At Home With Momix's Moses Pendleton and Cynthia Quinn

 Moses Pendleton and Cynthia Quinn. Photo by Bradley E. Clift.

Moses Pendleton and Cynthia Quinn. Photo by Bradley E. Clift.

PREVIOUSLY PUBLISHED DECEMBER, 2016

Moses Pendleton is giving a sunset tour of the Litchfield County grounds that have been the setting for his family and dance company Momix, (and before that Pilobolus), for nearly 40 years.

The drying sunflowers on this crisp autumn afternoon sway with the wind at the top of the hill, which includes a 22-room Victorian home and Momix’s barn-turned-rehearsal studio across the quiet country divide of Bell Hill Road.

 Cynthia Quinn at staircase landing. Photo by Bradley E. Clift. 

Cynthia Quinn at staircase landing. Photo by Bradley E. Clift. 

Pendleton eagerly points out visual possibilities for this assignment’s photographer on his eight acres of property: the “van Gogh-yellow” Adirondack chairs circling a clearing; the Hawthorn trees surrounding the house and said to ward off evil spirits; the gnarly milk thistle roots winding through fencing and the sprawling garden as wild and weedy as his rapid-fire stream-of-conscious commentary.

“It’s a very English approach to gardening,” he says as his Jack Russellterrier, Mojito, sprints with abandon and disappears down the hill and into the woods. “Just let the weeds become flowers and you’ll save a lot of labor, and aesthetically you’ll find some new things, too. It’s that old principle: ‘Let it be.’ ”

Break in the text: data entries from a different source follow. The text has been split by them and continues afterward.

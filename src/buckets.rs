use std::collections::BTreeMap;

use delegate::delegate;

use crate::AceToken;

/// Identity-keyed collection of [`AceToken`], as used for both the
/// discretionary and the system entry lists.
///
/// Keys are always derived from the tokens themselves on insertion, so every
/// token under a key names that key's identity and no bucket is ever empty.
/// The outer map iterates in a deterministic (lexicographic) key order;
/// within a bucket, insertion order is preserved. Neither order feeds the
/// canonical DACL sort, which is applied after flattening.
#[derive(Debug, Clone, Default, PartialEq, Eq)]
pub struct AceBuckets {
    inner: BTreeMap<String, Vec<AceToken>>,
}

impl AceBuckets {
    /// Creates an empty collection.
    #[inline]
    #[must_use]
    pub const fn new() -> Self {
        Self {
            inner: BTreeMap::new(),
        }
    }

    delegate! {
        to self.inner {
            /// Number of distinct identities holding at least one entry.
            #[call(len)]
            #[must_use]
            pub fn identity_count(&self) -> usize;

            /// Returns `true` when the collection holds no entries at all.
            #[must_use]
            pub fn is_empty(&self) -> bool;
        }
    }

    /// Total number of entries across all identities.
    #[inline]
    #[must_use]
    pub fn token_count(&self) -> usize {
        self.inner.values().map(Vec::len).sum()
    }

    /// Appends a token to the bucket of the identity it names, creating the
    /// bucket on first use.
    #[inline]
    pub fn push(&mut self, token: AceToken) {
        self.inner
            .entry(token.identity().to_owned())
            .or_default()
            .push(token);
    }

    /// Merges one token in: the first textually identical token already held
    /// under the same identity is removed, then the incoming token is
    /// appended once.
    ///
    /// A duplicate is therefore moved rather than duplicated, one occurrence
    /// per absorb, which is what keeps a self-merge from changing any
    /// bucket's length or content. Buckets may legitimately hold repeated
    /// entries (the lenient parser accepts them), so eviction must never
    /// remove more copies than the merge appends.
    #[inline]
    pub fn absorb(&mut self, token: AceToken) {
        let bucket = self.inner.entry(token.identity().to_owned()).or_default();
        if let Some(held) = bucket.iter().position(|held| held.raw() == token.raw()) {
            bucket.remove(held);
        }
        bucket.push(token);
    }

    /// The entries held for one identity, in insertion order.
    #[inline]
    #[must_use]
    pub fn get(&self, identity: &str) -> Option<&[AceToken]> {
        self.inner.get(identity).map(Vec::as_slice)
    }

    /// Iterates over `(identity, entries)` pairs in deterministic key order.
    #[inline]
    pub fn iter(&self) -> impl Iterator<Item = (&str, &[AceToken])> {
        self.inner
            .iter()
            .map(|(identity, bucket)| (identity.as_str(), bucket.as_slice()))
    }

    /// Flattens the collection into its tokens, bucket-then-insertion order.
    #[inline]
    pub fn tokens(&self) -> impl Iterator<Item = &AceToken> {
        self.inner.values().flatten()
    }

    /// Consumes the collection, yielding owned tokens in the same order as
    /// [`AceBuckets::tokens`].
    #[inline]
    pub fn into_tokens(self) -> impl Iterator<Item = AceToken> {
        self.inner.into_values().flatten()
    }
}

impl Extend<AceToken> for AceBuckets {
    #[inline]
    fn extend<T: IntoIterator<Item = AceToken>>(&mut self, iter: T) {
        for token in iter {
            self.push(token);
        }
    }
}

impl FromIterator<AceToken> for AceBuckets {
    #[inline]
    fn from_iter<T: IntoIterator<Item = AceToken>>(iter: T) -> Self {
        let mut buckets = Self::new();
        buckets.extend(iter);
        buckets
    }
}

At 67, Pendleton still has the Beatleseque mantra, the imaginative eye and the elfish playfulness he had when I first met him in the late ’70s, first as a founding artistic director of Pilobolus, and a few years later, when he formed his own company, Momix, where he met his now-wife Cynthia Quinn, who danced with both companies.

Anchoring the history of both companies was the studio and Pendleton’s Washington, Conn., home, which was built around 1900, and according to Pendleton, was the summer home of grand dame Mrs. Edward “Sugar” Gillette. The three-story white house includes a towering Rapunzel-ready turret and a wraparound porch offering panoramic views of the countryside below.

Inside reveals a home that Miss Havisham could have comfortably shared with Gertrude Stein and Louise Bourgeois, if they were so inclined.